千葉県印旛郡栄町:千葉県立房総のむら(その2)

過日,千葉県立房総のむら(千葉県印旛郡栄町龍角寺)を見学した。
この施設は,龍角寺古墳群の所在地と同じ場所にあり,房総のむらの敷地内にも3基の古墳と多数の供養塚がある。
施設内には,過去の街並みを再現した区画があり,豪農の屋敷等の貴重な建物が再現されているほか,遊歩道の脇などに古い民俗文化が再現されている。
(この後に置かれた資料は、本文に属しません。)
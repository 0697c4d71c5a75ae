use std::io::BufRead;
use std::thread::JoinHandle;
use std::time::Duration;

use crossbeam_channel::{Receiver, Sender, unbounded};
use log::{debug, warn};

const HISTORY_LEN: usize = 20;

/// Console lines read on a background thread, polled once per tick.
pub struct CommandInput {
    thread_stopper: Sender<()>,
    thread_handle: Option<JoinHandle<()>>,
    line_receiver: Receiver<String>,
    history: Vec<String>,
}

impl Drop for CommandInput {
    fn drop(&mut self) {
        if self.thread_stopper.send(()).is_err() {
            debug!("Input thread already stopped");
        }
        // A thread blocked on stdin is left to exit with the process
        if let Some(handle) = self.thread_handle.take().filter(|h| h.is_finished()) {
            let _ = handle.join();
        }
    }
}

impl CommandInput {
    pub fn stdin() -> Self {
        Self::from_reader(std::io::BufReader::new(std::io::stdin()))
    }

    pub fn from_reader<R: BufRead + Send + 'static>(reader: R) -> Self {
        let (stop_tx, stop_rx) = unbounded::<()>();
        let (line_tx, line_rx) = unbounded();
        let handle = std::thread::spawn(move || {
            for line in reader.lines() {
                if stop_rx.try_recv().is_ok() {
                    break;
                }
                match line {
                    Ok(line) if line.trim().is_empty() => continue,
                    Ok(line) => {
                        if line_tx.send(line).is_err() {
                            break;
                        }
                    }
                    Err(e) => {
                        warn!("Console input closed: {e}");
                        break;
                    }
                }
            }
            debug!("Input thread stopped");
        });
        Self {
            thread_stopper: stop_tx,
            thread_handle: Some(handle),
            line_receiver: line_rx,
            history: Vec::new(),
        }
    }

    fn remember(&mut self, line: &str) {
        self.history.push(line.to_string());
        if self.history.len() > HISTORY_LEN {
            self.history.remove(0);
        }
    }

    /// Every line received since the last call, without blocking.
    pub fn drain(&mut self) -> Vec<String> {
        let lines: Vec<String> = self.line_receiver.try_iter().collect();
        lines.iter().for_each(|l| self.remember(l));
        lines
    }

    pub fn wait_line(&mut self, timeout: Duration) -> Option<String> {
        let line = self.line_receiver.recv_timeout(timeout).ok()?;
        self.remember(&line);
        Some(line)
    }

    pub fn history(&self) -> &[String] {
        &self.history
    }
}

#[cfg(test)]
mod tests {
    use super::*;
    use std::io::Cursor;

    #[test]
    fn lines_arrive_in_order_and_blank_lines_are_skipped() {
        let mut input = CommandInput::from_reader(Cursor::new("fx 1 on\n\n  \nlist\n"));
        let timeout = Duration::from_secs(2);
        assert_eq!(input.wait_line(timeout).as_deref(), Some("fx 1 on"));
        assert_eq!(input.wait_line(timeout).as_deref(), Some("list"));
        assert_eq!(input.wait_line(Duration::from_millis(50)), None);
        assert_eq!(input.history(), ["fx 1 on", "list"]);
    }

    #[test]
    fn history_is_bounded() {
        let text: String = (0..30).map(|i| format!("fx {i} on\n")).collect();
        let mut input = CommandInput::from_reader(Cursor::new(text));
        for _ in 0..30 {
            input.wait_line(Duration::from_secs(2));
        }
        assert_eq!(input.history().len(), HISTORY_LEN);
        assert_eq!(input.history()[0], "fx 10 on");
        assert!(input.drain().is_empty());
    }
}
//! Block program instructions.
//!
//! A block is one user-authored instruction of a block-program effect. The
//! kinds form a closed set. Reading a block never fails on its parameters:
//! missing, null or wrongly typed fields take their documented default (0 for
//! colors, intensity and durations, 128 for pan/tilt, 1 for loop counts) and
//! out-of-range numbers are clamped, so nothing downstream has to guess. Only
//! an unknown `type` is rejected.

use std::fmt;

use serde::de::{DeserializeOwned, Error as _};
use serde::{Deserialize, Deserializer, Serialize};
use serde_json::{Map, Value};
use strum::VariantNames;
use thiserror::Error;

#[derive(Error, Debug, PartialEq, Eq)]
pub enum BlockError {
    #[error("Block {id} has order {order} but sits at position {position}")]
    OrderMismatch { id: u32, order: usize, position: usize },
}

/// One instruction of a block program.
#[derive(Clone, Debug, PartialEq, Serialize, Deserialize)]
pub struct Block {
    pub id: u32,
    /// Position in the sequence; must equal the array index.
    pub order: usize,
    #[serde(flatten)]
    pub kind: BlockKind,
}

impl Block {
    pub fn new(id: u32, order: usize, kind: BlockKind) -> Self {
        Self { id, order, kind }
    }
}

#[derive(Clone, Debug, PartialEq, Serialize, strum::IntoStaticStr, strum::VariantNames)]
#[serde(tag = "type", content = "params", rename_all = "kebab-case")]
#[strum(serialize_all = "kebab-case")]
pub enum BlockKind {
    SetColor(SetColor),
    SetIntensity(SetIntensity),
    Fade(Fade),
    Wait(Wait),
    ChaseStep(ChaseStep),
    StrobePulse(StrobePulse),
    RainbowShift(RainbowShift),
    RandomColor,
    PanTilt(PanTilt),
    LoopStart(LoopStart),
    LoopEnd,
}

#[derive(Clone, Copy, Debug, Default, PartialEq, Eq, Serialize, Deserialize)]
#[serde(default)]
pub struct SetColor {
    #[serde(deserialize_with = "lenient::color")]
    pub red: u8,
    #[serde(deserialize_with = "lenient::color")]
    pub green: u8,
    #[serde(deserialize_with = "lenient::color")]
    pub blue: u8,
    #[serde(deserialize_with = "lenient::color")]
    pub white: u8,
}

#[derive(Clone, Copy, Debug, Default, PartialEq, Serialize, Deserialize)]
#[serde(default)]
pub struct SetIntensity {
    /// Percent, 0-100
    #[serde(deserialize_with = "lenient::percent")]
    pub intensity: f64,
}

#[derive(Clone, Copy, Debug, Default, PartialEq, Serialize, Deserialize)]
#[serde(default)]
pub struct Fade {
    /// Milliseconds
    #[serde(deserialize_with = "lenient::millis")]
    pub duration: f64,
}

#[derive(Clone, Copy, Debug, Default, PartialEq, Serialize, Deserialize)]
#[serde(default, rename_all = "camelCase")]
pub struct Wait {
    /// Milliseconds
    #[serde(deserialize_with = "lenient::millis")]
    pub wait_time: f64,
}

#[derive(Clone, Copy, Debug, Default, PartialEq, Serialize, Deserialize)]
#[serde(default, rename_all = "camelCase")]
pub struct ChaseStep {
    /// Position in the effect's fixture list that lights up
    #[serde(deserialize_with = "lenient::index")]
    pub fixture_index: usize,
    #[serde(deserialize_with = "lenient::millis")]
    pub duration: f64,
}

#[derive(Clone, Copy, Debug, Default, PartialEq, Serialize, Deserialize)]
#[serde(default)]
pub struct StrobePulse {
    #[serde(deserialize_with = "lenient::millis")]
    pub duration: f64,
}

#[derive(Clone, Copy, Debug, Default, PartialEq, Serialize, Deserialize)]
#[serde(default, rename_all = "camelCase")]
pub struct RainbowShift {
    #[serde(deserialize_with = "lenient::number")]
    pub hue_shift: f64,
    #[serde(deserialize_with = "lenient::millis")]
    pub duration: f64,
}

#[derive(Clone, Copy, Debug, PartialEq, Eq, Serialize, Deserialize)]
#[serde(default)]
pub struct PanTilt {
    #[serde(deserialize_with = "lenient::position")]
    pub pan: u8,
    #[serde(deserialize_with = "lenient::position")]
    pub tilt: u8,
}

impl Default for PanTilt {
    fn default() -> Self {
        Self { pan: 128, tilt: 128 }
    }
}

#[derive(Clone, Copy, Debug, PartialEq, Eq, Serialize, Deserialize)]
#[serde(default, rename_all = "camelCase")]
pub struct LoopStart {
    #[serde(deserialize_with = "lenient::count")]
    pub loop_count: u32,
}

impl Default for LoopStart {
    fn default() -> Self {
        Self { loop_count: 1 }
    }
}

impl LoopStart {
    /// Number of times the body runs. A count of 0 still runs the body once.
    pub fn iterations(&self) -> u32 {
        self.loop_count.max(1)
    }
}

/// Field readers for parameter records. Null or non-numeric values give the
/// field's default, numbers are clamped into the field's range.
mod lenient {
    use serde::{Deserialize, Deserializer};
    use serde_json::Value;

    fn read<'de, D: Deserializer<'de>>(d: D) -> Result<Option<f64>, D::Error> {
        Ok(Value::deserialize(d)?.as_f64())
    }

    pub fn color<'de, D: Deserializer<'de>>(d: D) -> Result<u8, D::Error> {
        Ok(read(d)?.map_or(0, |v| v.clamp(0.0, 255.0) as u8))
    }

    pub fn position<'de, D: Deserializer<'de>>(d: D) -> Result<u8, D::Error> {
        Ok(read(d)?.map_or(128, |v| v.clamp(0.0, 255.0) as u8))
    }

    pub fn percent<'de, D: Deserializer<'de>>(d: D) -> Result<f64, D::Error> {
        Ok(read(d)?.map_or(0.0, |v| v.clamp(0.0, 100.0)))
    }

    pub fn millis<'de, D: Deserializer<'de>>(d: D) -> Result<f64, D::Error> {
        Ok(read(d)?.map_or(0.0, |v| v.max(0.0)))
    }

    pub fn number<'de, D: Deserializer<'de>>(d: D) -> Result<f64, D::Error> {
        Ok(read(d)?.unwrap_or(0.0))
    }

    pub fn index<'de, D: Deserializer<'de>>(d: D) -> Result<usize, D::Error> {
        Ok(read(d)?.map_or(0, |v| v.max(0.0) as usize))
    }

    pub fn count<'de, D: Deserializer<'de>>(d: D) -> Result<u32, D::Error> {
        Ok(read(d)?.map_or(1, |v| v.clamp(0.0, f64::from(u32::MAX)) as u32))
    }
}

/// Parameter record from a `params` value; anything but an object reads as `{}`.
fn params<T: DeserializeOwned + Default>(params: &Map<String, Value>) -> T {
    T::deserialize(Value::Object(params.clone())).unwrap_or_default()
}

impl<'de> Deserialize<'de> for BlockKind {
    fn deserialize<D: Deserializer<'de>>(deserializer: D) -> Result<Self, D::Error> {
        #[derive(Deserialize)]
        struct Tagged {
            #[serde(rename = "type")]
            kind: String,
            #[serde(default)]
            params: Value,
        }

        let Tagged { kind, params: raw } = Tagged::deserialize(deserializer)?;
        let map = match raw {
            Value::Object(map) => map,
            _ => Map::new(),
        };
        Ok(match kind.as_str() {
            "set-color" => BlockKind::SetColor(params(&map)),
            "set-intensity" => BlockKind::SetIntensity(params(&map)),
            "fade" => BlockKind::Fade(params(&map)),
            "wait" => BlockKind::Wait(params(&map)),
            "chase-step" => BlockKind::ChaseStep(params(&map)),
            "strobe-pulse" => BlockKind::StrobePulse(params(&map)),
            "rainbow-shift" => BlockKind::RainbowShift(params(&map)),
            "random-color" => BlockKind::RandomColor,
            "pan-tilt" => BlockKind::PanTilt(params(&map)),
            "loop-start" => BlockKind::LoopStart(params(&map)),
            "loop-end" => BlockKind::LoopEnd,
            other => return Err(D::Error::unknown_variant(other, BlockKind::VARIANTS)),
        })
    }
}

impl BlockKind {
    pub fn name(&self) -> &'static str {
        self.into()
    }

    /// Declared duration in milliseconds, used for duration estimates only.
    pub fn nominal_duration_ms(&self) -> f64 {
        match self {
            BlockKind::Fade(p) => p.duration,
            BlockKind::Wait(p) => p.wait_time,
            BlockKind::ChaseStep(p) => p.duration,
            BlockKind::StrobePulse(p) => p.duration,
            BlockKind::RainbowShift(p) => p.duration,
            BlockKind::SetColor(_)
            | BlockKind::SetIntensity(_)
            | BlockKind::RandomColor
            | BlockKind::PanTilt(_)
            | BlockKind::LoopStart(_)
            | BlockKind::LoopEnd => 0.0,
        }
    }
}

impl fmt::Display for BlockKind {
    fn fmt(&self, f: &mut fmt::Formatter<'_>) -> fmt::Result {
        let name = self.name();
        match self {
            BlockKind::SetColor(p) if p.white > 0 => write!(
                f,
                "{name}(r={},g={},b={},w={})",
                p.red, p.green, p.blue, p.white
            ),
            BlockKind::SetColor(p) => {
                write!(f, "{name}(r={},g={},b={})", p.red, p.green, p.blue)
            }
            BlockKind::SetIntensity(p) => write!(f, "{name}({}%)", p.intensity),
            BlockKind::Fade(p) => write!(f, "{name}({}ms)", p.duration),
            BlockKind::Wait(p) => write!(f, "{name}({}ms)", p.wait_time),
            BlockKind::ChaseStep(p) => {
                write!(f, "{name}(fixture={},{}ms)", p.fixture_index, p.duration)
            }
            BlockKind::StrobePulse(p) => write!(f, "{name}({}ms)", p.duration),
            BlockKind::RainbowShift(p) => {
                write!(f, "{name}(hue={},{}ms)", p.hue_shift, p.duration)
            }
            BlockKind::PanTilt(p) => write!(f, "{name}(pan={},tilt={})", p.pan, p.tilt),
            BlockKind::LoopStart(p) => write!(f, "{name}(count={})", p.loop_count),
            BlockKind::RandomColor | BlockKind::LoopEnd => f.write_str(name),
        }
    }
}

/// Check that every block's `order` equals its position.
pub fn validate_order(blocks: &[Block]) -> Result<(), BlockError> {
    match blocks
        .iter()
        .enumerate()
        .find(|(position, b)| b.order != *position)
    {
        Some((position, b)) => Err(BlockError::OrderMismatch {
            id: b.id,
            order: b.order,
            position,
        }),
        None => Ok(()),
    }
}

/// Rewrite `order` from array position, e.g. after an insert or a move.
pub fn renumber(blocks: &mut [Block]) {
    blocks
        .iter_mut()
        .enumerate()
        .for_each(|(position, b)| b.order = position);
}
武家屋敷を見学した後,上総の農家屋敷の方に向かって歩いた。途中に炭焼小屋が再現されていた。木炭の需要は現在でもあるので,炭焼小屋が完全に消滅してしまったわけではないけれども,どこでも普通に見られるものではなくなっている。

IMG_7258.JPG


IMG_7260.JPG


IMG_7263.JPG


そこから更に歩くと,上総の農家屋敷の立派な長屋門が見えてくる。山武郡大網町に現存する秋葉家の屋敷をモデルに名主クラスの豪農の屋敷を再現したものとのこと。
長屋門の外には畑の区画があり,農作業が行われていた。長屋門を入ると立派な屋敷となっている。平安時代後期以降における長者(頭領)の館も一般的には同じ程度の規模だったと推定されるので,このような豪農の屋敷を見れば,武将の生活環境も想像できるかもしれない。
館遺跡から屋根瓦が大量に出土している場合などを除き,一般に,武士の館や砦にあった建物の大部分は,茅葺だったと想像される。
それはさておき,母屋の土間には竈も再現されていた。古代の竈は,各地の史跡公園等で再現されていることがあり,福島県文化財センター白河館まほろんでもそのような再現物を見学した。
私が小さい頃には自宅に竈があり,その竈を使って母が炊飯をしていた。日本中どこでもそうだったろうと思う。
古代においては土器を用いていたのに対し,後の時代には鉄製の釜を用いるようになったという点の相違はあるけれども,それは用具の材質における相違に過ぎず,基本的なモデルには全く変化がない。要するに,炊飯に関しては,古代から昭和まで,人々は基本的に何も変わらない生活をしていたことになると考えられる。現代のセラミック製の炊飯用具は,土器の一種なので,用具において古代と同じということになろう。


IMG_7266.JPG
長屋門


IMG_7270.JPG
母屋


IMG_7277.JPG
居間


IMG_7279.JPG
仏壇と神棚


IMG_7280.JPG
床の間


IMG_7274.JPG
土間


IMG_7286.JPG
土蔵


IMG_7287.JPG
納屋


IMG_7285.JPG
井戸


IMG_7283.JPG
氏神


上総の農家屋敷を見学した後,再現された街並みのある方に少し戻った。途中に庚申塔があった。再現品と思われるのだが,覆屋がある。
現在では路傍などで野ざらしになってしまっている庚申塔や供養塔の類は,元はこのような覆屋のあるものだったのかもしれないと思った。